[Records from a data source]
-=-=-=-=-

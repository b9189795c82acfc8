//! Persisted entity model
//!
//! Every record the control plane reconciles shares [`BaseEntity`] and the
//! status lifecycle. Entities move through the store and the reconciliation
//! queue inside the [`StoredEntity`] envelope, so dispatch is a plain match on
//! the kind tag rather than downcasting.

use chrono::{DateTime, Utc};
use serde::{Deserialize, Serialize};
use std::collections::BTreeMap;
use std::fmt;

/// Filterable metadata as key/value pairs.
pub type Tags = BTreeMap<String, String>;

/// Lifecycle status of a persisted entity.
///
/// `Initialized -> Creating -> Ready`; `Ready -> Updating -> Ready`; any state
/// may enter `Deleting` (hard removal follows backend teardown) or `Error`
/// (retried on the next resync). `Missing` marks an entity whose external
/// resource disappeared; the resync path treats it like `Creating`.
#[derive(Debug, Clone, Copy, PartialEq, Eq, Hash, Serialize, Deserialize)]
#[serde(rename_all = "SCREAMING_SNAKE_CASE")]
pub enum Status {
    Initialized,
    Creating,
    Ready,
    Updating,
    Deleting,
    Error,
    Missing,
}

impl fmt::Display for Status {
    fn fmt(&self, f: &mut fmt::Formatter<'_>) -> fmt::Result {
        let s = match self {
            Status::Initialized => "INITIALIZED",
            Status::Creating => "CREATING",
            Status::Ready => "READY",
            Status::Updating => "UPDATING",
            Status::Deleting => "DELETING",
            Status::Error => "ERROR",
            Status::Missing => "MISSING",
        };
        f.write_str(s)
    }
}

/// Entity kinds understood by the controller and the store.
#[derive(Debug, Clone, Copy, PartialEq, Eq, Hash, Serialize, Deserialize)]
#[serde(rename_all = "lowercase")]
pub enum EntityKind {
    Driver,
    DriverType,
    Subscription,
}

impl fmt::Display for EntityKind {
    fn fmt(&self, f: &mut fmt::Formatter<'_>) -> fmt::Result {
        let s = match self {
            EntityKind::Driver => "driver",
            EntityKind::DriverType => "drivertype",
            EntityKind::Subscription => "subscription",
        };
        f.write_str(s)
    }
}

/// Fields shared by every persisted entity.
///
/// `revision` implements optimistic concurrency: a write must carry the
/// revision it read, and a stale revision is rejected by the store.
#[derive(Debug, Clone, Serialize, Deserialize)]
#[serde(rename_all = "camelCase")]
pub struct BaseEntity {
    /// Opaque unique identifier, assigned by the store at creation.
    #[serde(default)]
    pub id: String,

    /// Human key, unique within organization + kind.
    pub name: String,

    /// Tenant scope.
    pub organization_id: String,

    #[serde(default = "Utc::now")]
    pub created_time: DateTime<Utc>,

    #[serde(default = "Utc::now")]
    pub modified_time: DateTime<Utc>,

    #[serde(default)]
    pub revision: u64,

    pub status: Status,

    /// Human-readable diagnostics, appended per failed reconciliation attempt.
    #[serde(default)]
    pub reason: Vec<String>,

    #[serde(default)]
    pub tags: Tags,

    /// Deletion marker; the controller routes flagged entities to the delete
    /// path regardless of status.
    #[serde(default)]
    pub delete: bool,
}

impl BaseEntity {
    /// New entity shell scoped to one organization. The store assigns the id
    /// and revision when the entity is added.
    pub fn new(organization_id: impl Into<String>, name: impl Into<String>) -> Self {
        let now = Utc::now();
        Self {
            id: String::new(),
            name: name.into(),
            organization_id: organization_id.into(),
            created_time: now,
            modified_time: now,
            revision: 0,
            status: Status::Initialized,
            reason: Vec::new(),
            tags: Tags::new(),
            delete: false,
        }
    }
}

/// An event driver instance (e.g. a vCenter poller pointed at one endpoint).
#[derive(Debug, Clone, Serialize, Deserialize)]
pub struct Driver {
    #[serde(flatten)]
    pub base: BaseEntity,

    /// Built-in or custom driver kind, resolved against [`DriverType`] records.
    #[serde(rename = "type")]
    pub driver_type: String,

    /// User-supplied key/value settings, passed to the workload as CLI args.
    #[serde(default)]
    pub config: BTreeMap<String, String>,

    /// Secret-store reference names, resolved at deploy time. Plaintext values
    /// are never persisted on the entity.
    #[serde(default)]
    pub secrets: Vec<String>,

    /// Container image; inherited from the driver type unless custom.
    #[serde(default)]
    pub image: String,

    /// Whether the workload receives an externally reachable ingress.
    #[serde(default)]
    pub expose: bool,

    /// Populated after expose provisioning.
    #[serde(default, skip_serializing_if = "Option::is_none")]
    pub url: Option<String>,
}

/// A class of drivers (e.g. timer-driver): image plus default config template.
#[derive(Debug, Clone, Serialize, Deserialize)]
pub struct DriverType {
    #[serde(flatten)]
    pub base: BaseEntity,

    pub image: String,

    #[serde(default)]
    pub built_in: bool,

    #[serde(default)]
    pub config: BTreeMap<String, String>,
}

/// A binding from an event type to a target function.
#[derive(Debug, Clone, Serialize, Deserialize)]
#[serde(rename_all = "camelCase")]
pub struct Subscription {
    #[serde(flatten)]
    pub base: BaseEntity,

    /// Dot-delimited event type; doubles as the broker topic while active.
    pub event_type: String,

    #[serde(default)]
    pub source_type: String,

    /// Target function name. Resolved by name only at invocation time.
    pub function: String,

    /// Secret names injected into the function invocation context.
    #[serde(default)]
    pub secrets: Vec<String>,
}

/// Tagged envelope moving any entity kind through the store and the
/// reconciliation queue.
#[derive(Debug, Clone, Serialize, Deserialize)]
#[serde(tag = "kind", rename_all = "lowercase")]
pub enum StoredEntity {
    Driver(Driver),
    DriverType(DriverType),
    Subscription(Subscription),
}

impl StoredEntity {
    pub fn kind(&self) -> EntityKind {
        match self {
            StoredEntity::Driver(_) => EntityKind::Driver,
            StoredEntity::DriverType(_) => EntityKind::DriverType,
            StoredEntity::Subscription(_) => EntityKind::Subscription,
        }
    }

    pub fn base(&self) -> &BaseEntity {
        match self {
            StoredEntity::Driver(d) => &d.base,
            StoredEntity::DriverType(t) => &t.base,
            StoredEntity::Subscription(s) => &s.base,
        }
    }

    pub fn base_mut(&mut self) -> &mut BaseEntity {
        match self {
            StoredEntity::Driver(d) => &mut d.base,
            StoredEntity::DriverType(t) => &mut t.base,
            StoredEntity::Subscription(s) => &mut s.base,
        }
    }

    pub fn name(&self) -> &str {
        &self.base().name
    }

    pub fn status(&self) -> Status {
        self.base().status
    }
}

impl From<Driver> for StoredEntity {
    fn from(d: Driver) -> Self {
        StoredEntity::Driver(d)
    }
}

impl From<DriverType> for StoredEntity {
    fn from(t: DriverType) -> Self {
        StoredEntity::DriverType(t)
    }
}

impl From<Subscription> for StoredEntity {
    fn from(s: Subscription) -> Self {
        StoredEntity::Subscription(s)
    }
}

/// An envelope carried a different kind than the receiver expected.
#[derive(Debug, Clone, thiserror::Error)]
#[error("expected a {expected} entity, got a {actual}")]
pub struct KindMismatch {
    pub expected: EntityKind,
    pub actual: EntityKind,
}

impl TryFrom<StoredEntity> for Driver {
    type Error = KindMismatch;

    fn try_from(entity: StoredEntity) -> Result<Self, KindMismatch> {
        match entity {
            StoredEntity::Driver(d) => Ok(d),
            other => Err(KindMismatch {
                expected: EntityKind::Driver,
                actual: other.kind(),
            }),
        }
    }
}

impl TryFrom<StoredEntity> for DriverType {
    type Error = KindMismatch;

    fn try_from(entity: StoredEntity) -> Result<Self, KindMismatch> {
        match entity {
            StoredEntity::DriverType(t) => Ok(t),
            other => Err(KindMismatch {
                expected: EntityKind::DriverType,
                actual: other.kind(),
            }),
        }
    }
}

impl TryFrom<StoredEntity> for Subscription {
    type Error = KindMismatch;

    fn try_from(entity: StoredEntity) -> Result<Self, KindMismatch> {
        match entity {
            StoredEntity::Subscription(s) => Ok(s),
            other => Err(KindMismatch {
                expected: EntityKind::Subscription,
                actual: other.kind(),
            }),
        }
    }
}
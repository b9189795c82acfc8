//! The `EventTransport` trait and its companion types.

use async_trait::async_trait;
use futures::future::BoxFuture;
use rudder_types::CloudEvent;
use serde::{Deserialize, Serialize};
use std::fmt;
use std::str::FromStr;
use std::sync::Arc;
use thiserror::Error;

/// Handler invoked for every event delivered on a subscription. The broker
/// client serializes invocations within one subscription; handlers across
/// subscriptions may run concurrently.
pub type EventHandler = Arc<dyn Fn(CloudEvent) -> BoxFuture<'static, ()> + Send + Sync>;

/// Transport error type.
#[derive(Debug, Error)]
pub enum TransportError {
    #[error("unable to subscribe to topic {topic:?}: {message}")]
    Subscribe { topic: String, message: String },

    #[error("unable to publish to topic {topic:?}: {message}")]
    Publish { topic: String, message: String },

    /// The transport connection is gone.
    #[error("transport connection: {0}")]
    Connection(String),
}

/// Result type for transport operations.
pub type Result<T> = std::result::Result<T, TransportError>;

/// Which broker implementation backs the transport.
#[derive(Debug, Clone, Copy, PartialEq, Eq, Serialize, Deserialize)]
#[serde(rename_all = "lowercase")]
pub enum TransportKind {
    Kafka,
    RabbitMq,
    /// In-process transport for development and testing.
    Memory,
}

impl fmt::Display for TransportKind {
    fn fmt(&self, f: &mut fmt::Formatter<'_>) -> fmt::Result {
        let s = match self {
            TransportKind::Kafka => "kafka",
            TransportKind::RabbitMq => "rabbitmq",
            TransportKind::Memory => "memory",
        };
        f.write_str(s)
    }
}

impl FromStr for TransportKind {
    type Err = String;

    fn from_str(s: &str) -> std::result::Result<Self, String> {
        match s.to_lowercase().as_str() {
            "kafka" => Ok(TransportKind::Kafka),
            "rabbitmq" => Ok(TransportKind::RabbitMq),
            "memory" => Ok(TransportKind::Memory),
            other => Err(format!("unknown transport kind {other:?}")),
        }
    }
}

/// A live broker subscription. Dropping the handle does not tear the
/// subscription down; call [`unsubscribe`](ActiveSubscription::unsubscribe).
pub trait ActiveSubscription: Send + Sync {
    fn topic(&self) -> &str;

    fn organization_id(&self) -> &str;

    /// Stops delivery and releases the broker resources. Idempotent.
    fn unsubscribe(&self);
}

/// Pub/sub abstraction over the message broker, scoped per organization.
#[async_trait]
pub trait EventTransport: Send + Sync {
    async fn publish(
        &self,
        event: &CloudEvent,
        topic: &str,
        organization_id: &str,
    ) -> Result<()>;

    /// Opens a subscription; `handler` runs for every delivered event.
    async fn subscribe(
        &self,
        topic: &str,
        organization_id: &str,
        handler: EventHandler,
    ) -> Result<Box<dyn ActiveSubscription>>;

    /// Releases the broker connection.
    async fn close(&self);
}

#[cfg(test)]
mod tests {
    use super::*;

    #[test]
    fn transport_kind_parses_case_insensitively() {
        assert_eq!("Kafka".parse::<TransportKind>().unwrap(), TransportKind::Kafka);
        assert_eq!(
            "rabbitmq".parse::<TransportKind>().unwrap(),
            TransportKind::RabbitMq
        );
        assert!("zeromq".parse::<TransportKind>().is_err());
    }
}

-=-=-=-=-

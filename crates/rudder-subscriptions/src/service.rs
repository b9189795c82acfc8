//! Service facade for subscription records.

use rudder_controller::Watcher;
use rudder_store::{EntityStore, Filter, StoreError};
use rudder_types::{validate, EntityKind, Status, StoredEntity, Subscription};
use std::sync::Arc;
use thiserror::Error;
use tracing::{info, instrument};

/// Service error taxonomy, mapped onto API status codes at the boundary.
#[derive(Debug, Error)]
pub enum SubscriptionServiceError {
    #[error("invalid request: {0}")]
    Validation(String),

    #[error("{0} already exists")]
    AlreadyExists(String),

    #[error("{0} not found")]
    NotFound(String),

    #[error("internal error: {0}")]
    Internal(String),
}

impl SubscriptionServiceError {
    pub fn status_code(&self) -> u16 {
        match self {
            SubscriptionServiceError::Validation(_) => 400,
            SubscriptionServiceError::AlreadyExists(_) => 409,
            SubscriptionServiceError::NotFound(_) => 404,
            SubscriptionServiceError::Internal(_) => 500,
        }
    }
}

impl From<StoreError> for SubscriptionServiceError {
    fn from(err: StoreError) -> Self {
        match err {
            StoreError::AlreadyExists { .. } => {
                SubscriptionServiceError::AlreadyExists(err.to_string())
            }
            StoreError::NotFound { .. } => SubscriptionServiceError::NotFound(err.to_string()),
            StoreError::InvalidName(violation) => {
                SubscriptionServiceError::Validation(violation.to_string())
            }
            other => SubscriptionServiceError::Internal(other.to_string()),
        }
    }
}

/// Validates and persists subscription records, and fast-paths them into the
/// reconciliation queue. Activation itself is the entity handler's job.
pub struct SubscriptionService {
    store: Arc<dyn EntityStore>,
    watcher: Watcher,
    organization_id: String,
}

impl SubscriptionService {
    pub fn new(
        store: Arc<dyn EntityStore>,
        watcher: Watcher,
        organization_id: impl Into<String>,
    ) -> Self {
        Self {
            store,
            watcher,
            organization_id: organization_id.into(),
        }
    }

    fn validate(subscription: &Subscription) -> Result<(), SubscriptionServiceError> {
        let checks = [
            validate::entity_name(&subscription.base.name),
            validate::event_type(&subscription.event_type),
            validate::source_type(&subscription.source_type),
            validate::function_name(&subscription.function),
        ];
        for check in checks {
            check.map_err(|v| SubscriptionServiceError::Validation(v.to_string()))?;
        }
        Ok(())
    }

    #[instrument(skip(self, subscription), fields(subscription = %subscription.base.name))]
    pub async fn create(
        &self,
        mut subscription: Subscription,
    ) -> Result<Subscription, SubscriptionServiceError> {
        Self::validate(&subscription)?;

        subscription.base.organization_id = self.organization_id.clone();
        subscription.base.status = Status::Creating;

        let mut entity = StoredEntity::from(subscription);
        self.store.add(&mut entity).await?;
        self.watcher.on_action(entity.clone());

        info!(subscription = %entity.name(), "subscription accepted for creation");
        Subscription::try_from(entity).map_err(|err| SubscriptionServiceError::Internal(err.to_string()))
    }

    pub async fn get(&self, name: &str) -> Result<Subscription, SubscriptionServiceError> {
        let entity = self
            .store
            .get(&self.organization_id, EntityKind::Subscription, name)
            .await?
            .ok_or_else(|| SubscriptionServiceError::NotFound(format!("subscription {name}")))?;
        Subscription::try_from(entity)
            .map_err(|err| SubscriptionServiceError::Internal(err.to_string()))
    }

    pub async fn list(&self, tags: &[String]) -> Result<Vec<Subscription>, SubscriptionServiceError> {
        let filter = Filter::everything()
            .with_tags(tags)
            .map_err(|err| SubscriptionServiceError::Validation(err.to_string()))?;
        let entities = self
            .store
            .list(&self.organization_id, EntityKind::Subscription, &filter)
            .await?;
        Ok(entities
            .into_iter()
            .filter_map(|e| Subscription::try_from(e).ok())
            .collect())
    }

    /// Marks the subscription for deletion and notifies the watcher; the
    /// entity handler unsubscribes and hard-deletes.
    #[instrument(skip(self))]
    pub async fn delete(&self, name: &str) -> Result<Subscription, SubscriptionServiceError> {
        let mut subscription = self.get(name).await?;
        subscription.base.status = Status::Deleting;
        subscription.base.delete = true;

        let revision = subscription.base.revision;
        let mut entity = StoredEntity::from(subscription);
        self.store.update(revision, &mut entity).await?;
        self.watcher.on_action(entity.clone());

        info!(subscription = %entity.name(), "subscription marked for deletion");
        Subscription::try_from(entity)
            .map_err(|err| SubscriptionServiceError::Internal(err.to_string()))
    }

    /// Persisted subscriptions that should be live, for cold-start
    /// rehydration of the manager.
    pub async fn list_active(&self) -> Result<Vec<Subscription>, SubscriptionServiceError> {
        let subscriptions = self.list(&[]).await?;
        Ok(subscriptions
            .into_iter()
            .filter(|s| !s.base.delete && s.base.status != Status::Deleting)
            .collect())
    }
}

-=-=-=-=-

Where in the records does the word "broker" appear? Copy each line that holds it.

    /// Dot-delimited event type; doubles as the broker topic while active.
/// Handler invoked for every event delivered on a subscription. The broker
/// Which broker implementation backs the transport.
/// A live broker subscription. Dropping the handle does not tear the
    /// Stops delivery and releases the broker resources. Idempotent.
/// Pub/sub abstraction over the message broker, scoped per organization.
    /// Releases the broker connection.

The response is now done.